# Extracted information
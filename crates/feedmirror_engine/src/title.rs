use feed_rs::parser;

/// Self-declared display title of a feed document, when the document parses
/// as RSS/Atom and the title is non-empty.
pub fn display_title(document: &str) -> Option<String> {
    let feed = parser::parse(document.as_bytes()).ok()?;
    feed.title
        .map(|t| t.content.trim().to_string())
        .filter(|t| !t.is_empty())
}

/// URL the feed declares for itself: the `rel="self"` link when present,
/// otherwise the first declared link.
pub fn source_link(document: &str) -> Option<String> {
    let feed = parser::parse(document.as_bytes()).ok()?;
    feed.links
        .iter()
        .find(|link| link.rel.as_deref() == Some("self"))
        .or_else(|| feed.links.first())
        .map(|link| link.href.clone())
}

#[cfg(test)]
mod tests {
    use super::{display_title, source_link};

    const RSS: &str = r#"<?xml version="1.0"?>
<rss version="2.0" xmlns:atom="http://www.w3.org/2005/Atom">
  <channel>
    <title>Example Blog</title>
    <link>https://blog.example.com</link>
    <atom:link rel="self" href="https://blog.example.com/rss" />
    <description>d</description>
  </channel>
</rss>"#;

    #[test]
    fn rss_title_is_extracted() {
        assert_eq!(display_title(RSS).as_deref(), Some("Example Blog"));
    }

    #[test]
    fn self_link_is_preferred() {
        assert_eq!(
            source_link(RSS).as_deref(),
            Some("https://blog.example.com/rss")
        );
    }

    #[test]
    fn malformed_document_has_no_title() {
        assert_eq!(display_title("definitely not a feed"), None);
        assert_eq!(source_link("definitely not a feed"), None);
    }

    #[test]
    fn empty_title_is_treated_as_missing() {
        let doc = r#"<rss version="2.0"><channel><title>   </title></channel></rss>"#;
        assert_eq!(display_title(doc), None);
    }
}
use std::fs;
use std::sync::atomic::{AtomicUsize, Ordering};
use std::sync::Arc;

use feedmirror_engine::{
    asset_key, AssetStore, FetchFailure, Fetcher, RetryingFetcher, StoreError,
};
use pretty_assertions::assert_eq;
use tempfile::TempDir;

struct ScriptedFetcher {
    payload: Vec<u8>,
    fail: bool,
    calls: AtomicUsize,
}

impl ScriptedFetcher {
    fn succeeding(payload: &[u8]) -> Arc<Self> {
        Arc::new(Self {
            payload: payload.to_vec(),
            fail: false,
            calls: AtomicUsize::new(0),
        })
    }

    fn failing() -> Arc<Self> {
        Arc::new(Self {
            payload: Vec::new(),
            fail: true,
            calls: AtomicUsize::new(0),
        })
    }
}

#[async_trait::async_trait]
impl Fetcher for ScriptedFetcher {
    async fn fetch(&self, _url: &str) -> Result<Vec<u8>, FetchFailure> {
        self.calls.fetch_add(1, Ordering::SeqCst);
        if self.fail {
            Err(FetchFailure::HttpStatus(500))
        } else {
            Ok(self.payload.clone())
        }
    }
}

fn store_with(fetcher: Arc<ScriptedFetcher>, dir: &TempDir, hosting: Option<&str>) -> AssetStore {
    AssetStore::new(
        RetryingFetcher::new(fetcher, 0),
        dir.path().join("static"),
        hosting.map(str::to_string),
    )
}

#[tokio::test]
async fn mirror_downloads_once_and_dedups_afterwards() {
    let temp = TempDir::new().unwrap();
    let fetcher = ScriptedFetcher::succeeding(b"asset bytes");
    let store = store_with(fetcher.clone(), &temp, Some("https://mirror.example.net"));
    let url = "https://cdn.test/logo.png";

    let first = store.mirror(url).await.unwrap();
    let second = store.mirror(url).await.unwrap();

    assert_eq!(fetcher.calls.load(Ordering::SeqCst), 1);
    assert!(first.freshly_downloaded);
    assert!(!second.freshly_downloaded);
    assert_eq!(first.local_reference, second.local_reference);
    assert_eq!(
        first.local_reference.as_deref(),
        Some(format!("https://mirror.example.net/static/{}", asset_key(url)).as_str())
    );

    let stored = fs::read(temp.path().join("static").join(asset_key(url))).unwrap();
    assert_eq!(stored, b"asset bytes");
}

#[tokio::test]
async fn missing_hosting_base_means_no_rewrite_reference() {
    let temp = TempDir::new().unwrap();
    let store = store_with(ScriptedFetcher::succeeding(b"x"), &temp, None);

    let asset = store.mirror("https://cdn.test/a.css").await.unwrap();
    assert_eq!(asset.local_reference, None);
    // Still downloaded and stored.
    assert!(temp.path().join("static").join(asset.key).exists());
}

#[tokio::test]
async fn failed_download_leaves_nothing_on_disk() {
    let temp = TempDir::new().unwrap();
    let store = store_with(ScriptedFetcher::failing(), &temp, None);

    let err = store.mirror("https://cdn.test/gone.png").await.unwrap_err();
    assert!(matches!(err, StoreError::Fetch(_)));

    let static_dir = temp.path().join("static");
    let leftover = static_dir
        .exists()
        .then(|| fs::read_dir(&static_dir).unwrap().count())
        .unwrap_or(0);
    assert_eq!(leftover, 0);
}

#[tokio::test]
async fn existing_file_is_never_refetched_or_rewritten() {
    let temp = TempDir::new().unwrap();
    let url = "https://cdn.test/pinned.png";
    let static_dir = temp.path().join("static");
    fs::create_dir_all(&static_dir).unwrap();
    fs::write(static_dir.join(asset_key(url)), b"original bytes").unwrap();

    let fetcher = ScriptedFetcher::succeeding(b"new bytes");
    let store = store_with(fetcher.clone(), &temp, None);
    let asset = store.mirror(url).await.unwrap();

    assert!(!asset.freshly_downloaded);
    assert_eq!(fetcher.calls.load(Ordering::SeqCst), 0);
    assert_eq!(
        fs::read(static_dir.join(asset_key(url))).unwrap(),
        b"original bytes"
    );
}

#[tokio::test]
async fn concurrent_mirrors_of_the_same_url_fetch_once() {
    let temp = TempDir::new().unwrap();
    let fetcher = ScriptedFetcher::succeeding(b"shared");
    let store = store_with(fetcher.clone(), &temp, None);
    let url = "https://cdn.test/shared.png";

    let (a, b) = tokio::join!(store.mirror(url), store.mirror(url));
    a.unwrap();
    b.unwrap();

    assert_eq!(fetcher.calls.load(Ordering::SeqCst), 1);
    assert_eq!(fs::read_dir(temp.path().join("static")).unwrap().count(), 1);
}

# Aim of the task
Send back all of the material exactly as given.

# Problem solution
filename crates/feedmirror_engine/src/title.rs
use feed_rs::parser;

/// Self-declared display title of a feed document, when the document parses
/// as RSS/Atom and the title is non-empty.
pub fn display_title(document: &str) -> Option<String> {
    let feed = parser::parse(document.as_bytes()).ok()?;
    feed.title
        .map(|t| t.content.trim().to_string())
        .filter(|t| !t.is_empty())
}

/// URL the feed declares for itself: the `rel="self"` link when present,
/// otherwise the first declared link.
pub fn source_link(document: &str) -> Option<String> {
    let feed = parser::parse(document.as_bytes()).ok()?;
    feed.links
        .iter()
        .find(|link| link.rel.as_deref() == Some("self"))
        .or_else(|| feed.links.first())
        .map(|link| link.href.clone())
}

#[cfg(test)]
mod tests {
    use super::{display_title, source_link};

    const RSS: &str = r#"<?xml version="1.0"?>
<rss version="2.0" xmlns:atom="http://www.w3.org/2005/Atom">
  <channel>
    <title>Example Blog</title>
    <link>https://blog.example.com</link>
    <atom:link rel="self" href="https://blog.example.com/rss" />
    <description>d</description>
  </channel>
</rss>"#;

    #[test]
    fn rss_title_is_extracted() {
        assert_eq!(display_title(RSS).as_deref(), Some("Example Blog"));
    }

    #[test]
    fn self_link_is_preferred() {
        assert_eq!(
            source_link(RSS).as_deref(),
            Some("https://blog.example.com/rss")
        );
    }

    #[test]
    fn malformed_document_has_no_title() {
        assert_eq!(display_title("definitely not a feed"), None);
        assert_eq!(source_link("definitely not a feed"), None);
    }

    #[test]
    fn empty_title_is_treated_as_missing() {
        let doc = r#"<rss version="2.0"><channel><title>   </title></channel></rss>"#;
        assert_eq!(display_title(doc), None);
    }
}
use std::fs;
use std::sync::atomic::{AtomicUsize, Ordering};
use std::sync::Arc;

use feedmirror_engine::{
    asset_key, AssetStore, FetchFailure, Fetcher, RetryingFetcher, StoreError,
};
use pretty_assertions::assert_eq;
use tempfile::TempDir;

struct ScriptedFetcher {
    payload: Vec<u8>,
    fail: bool,
    calls: AtomicUsize,
}

impl ScriptedFetcher {
    fn succeeding(payload: &[u8]) -> Arc<Self> {
        Arc::new(Self {
            payload: payload.to_vec(),
            fail: false,
            calls: AtomicUsize::new(0),
        })
    }

    fn failing() -> Arc<Self> {
        Arc::new(Self {
            payload: Vec::new(),
            fail: true,
            calls: AtomicUsize::new(0),
        })
    }
}

#[async_trait::async_trait]
impl Fetcher for ScriptedFetcher {
    async fn fetch(&self, _url: &str) -> Result<Vec<u8>, FetchFailure> {
        self.calls.fetch_add(1, Ordering::SeqCst);
        if self.fail {
            Err(FetchFailure::HttpStatus(500))
        } else {
            Ok(self.payload.clone())
        }
    }
}

fn store_with(fetcher: Arc<ScriptedFetcher>, dir: &TempDir, hosting: Option<&str>) -> AssetStore {
    AssetStore::new(
        RetryingFetcher::new(fetcher, 0),
        dir.path().join("static"),
        hosting.map(str::to_string),
    )
}

#[tokio::test]
async fn mirror_downloads_once_and_dedups_afterwards() {
    let temp = TempDir::new().unwrap();
    let fetcher = ScriptedFetcher::succeeding(b"asset bytes");
    let store = store_with(fetcher.clone(), &temp, Some("https://mirror.example.net"));
    let url = "https://cdn.test/logo.png";

    let first = store.mirror(url).await.unwrap();
    let second = store.mirror(url).await.unwrap();

    assert_eq!(fetcher.calls.load(Ordering::SeqCst), 1);
    assert!(first.freshly_downloaded);
    assert!(!second.freshly_downloaded);
    assert_eq!(first.local_reference, second.local_reference);
    assert_eq!(
        first.local_reference.as_deref(),
        Some(format!("https://mirror.example.net/static/{}", asset_key(url)).as_str())
    );

    let stored = fs::read(temp.path().join("static").join(asset_key(url))).unwrap();
    assert_eq!(stored, b"asset bytes");
}

#[tokio::test]
async fn missing_hosting_base_means_no_rewrite_reference() {
    let temp = TempDir::new().unwrap();
    let store = store_with(ScriptedFetcher::succeeding(b"x"), &temp, None);

    let asset = store.mirror("https://cdn.test/a.css").await.unwrap();
    assert_eq!(asset.local_reference, None);
    // Still downloaded and stored.
    assert!(temp.path().join("static").join(asset.key).exists());
}

#[tokio::test]
async fn failed_download_leaves_nothing_on_disk() {
    let temp = TempDir::new().unwrap();
    let store = store_with(ScriptedFetcher::failing(), &temp, None);

    let err = store.mirror("https://cdn.test/gone.png").await.unwrap_err();
    assert!(matches!(err, StoreError::Fetch(_)));

    let static_dir = temp.path().join("static");
    let leftover = static_dir
        .exists()
        .then(|| fs::read_dir(&static_dir).unwrap().count())
        .unwrap_or(0);
    assert_eq!(leftover, 0);
}

#[tokio::test]
async fn existing_file_is_never_refetched_or_rewritten() {
    let temp = TempDir::new().unwrap();
    let url = "https://cdn.test/pinned.png";
    let static_dir = temp.path().join("static");
    fs::create_dir_all(&static_dir).unwrap();
    fs::write(static_dir.join(asset_key(url)), b"original bytes").unwrap();

    let fetcher = ScriptedFetcher::succeeding(b"new bytes");
    let store = store_with(fetcher.clone(), &temp, None);
    let asset = store.mirror(url).await.unwrap();

    assert!(!asset.freshly_downloaded);
    assert_eq!(fetcher.calls.load(Ordering::SeqCst), 0);
    assert_eq!(
        fs::read(static_dir.join(asset_key(url))).unwrap(),
        b"original bytes"
    );
}

#[tokio::test]
async fn concurrent_mirrors_of_the_same_url_fetch_once() {
    let temp = TempDir::new().unwrap();
    let fetcher = ScriptedFetcher::succeeding(b"shared");
    let store = store_with(fetcher.clone(), &temp, None);
    let url = "https://cdn.test/shared.png";

    let (a, b) = tokio::join!(store.mirror(url), store.mirror(url));
    a.unwrap();
    b.unwrap();

    assert_eq!(fetcher.calls.load(Ordering::SeqCst), 1);
    assert_eq!(fs::read_dir(temp.path().join("static")).unwrap().count(), 1);
}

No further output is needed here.